use std::io;

/// Errors that can occur while loading dictionaries.
///
/// Only structural problems are errors. Dangling references between
/// dictionary elements are skipped while building, see
/// [`FlatDictionary`](crate::FlatDictionary) and
/// [`SchemaTree`](crate::SchemaTree).
#[derive(Debug, thiserror::Error)]
pub enum Error {
    /// Input/output error while reading a dictionary file
    #[error("IO error: {0}")]
    Io(#[from] io::Error),

    /// XML parsing error when reading a dictionary
    #[error("XML parsing error: {0}")]
    XmlParse(#[from] quick_xml::de::DeError),

    /// Dictionary structure is unusable
    #[error("Validation error: {0}")]
    Validation(#[from] ValidationError),

    /// Neither the requested nor the fallback dictionary is available
    #[error("No dictionary available for {0}")]
    Unavailable(String),
}

/// Errors related to dictionary structure.
#[derive(Debug, thiserror::Error)]
pub enum ValidationError {
    /// A component contains itself, directly or through nested
    /// components/groups.
    #[error("Circular reference found: {0}")]
    CircularReference(String),
}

□ □ □ □ □ □ □

## EXERCISE DIRECTIONS:
All that the answer may hold is the lines from the one with "Dangling references between" through the end of the data, set down exactly as they appear.

## ANSWER BOX:
/// Only structural problems are errors. Dangling references between
/// dictionary elements are skipped while building, see
/// [`FlatDictionary`](crate::FlatDictionary) and
/// [`SchemaTree`](crate::SchemaTree).
#[derive(Debug, thiserror::Error)]
pub enum Error {
    /// Input/output error while reading a dictionary file
    #[error("IO error: {0}")]
    Io(#[from] io::Error),

    /// XML parsing error when reading a dictionary
    #[error("XML parsing error: {0}")]
    XmlParse(#[from] quick_xml::de::DeError),

    /// Dictionary structure is unusable
    #[error("Validation error: {0}")]
    Validation(#[from] ValidationError),

    /// Neither the requested nor the fallback dictionary is available
    #[error("No dictionary available for {0}")]
    Unavailable(String),
}

/// Errors related to dictionary structure.
#[derive(Debug, thiserror::Error)]
pub enum ValidationError {
    /// A component contains itself, directly or through nested
    /// components/groups.
    #[error("Circular reference found: {0}")]
    CircularReference(String),
}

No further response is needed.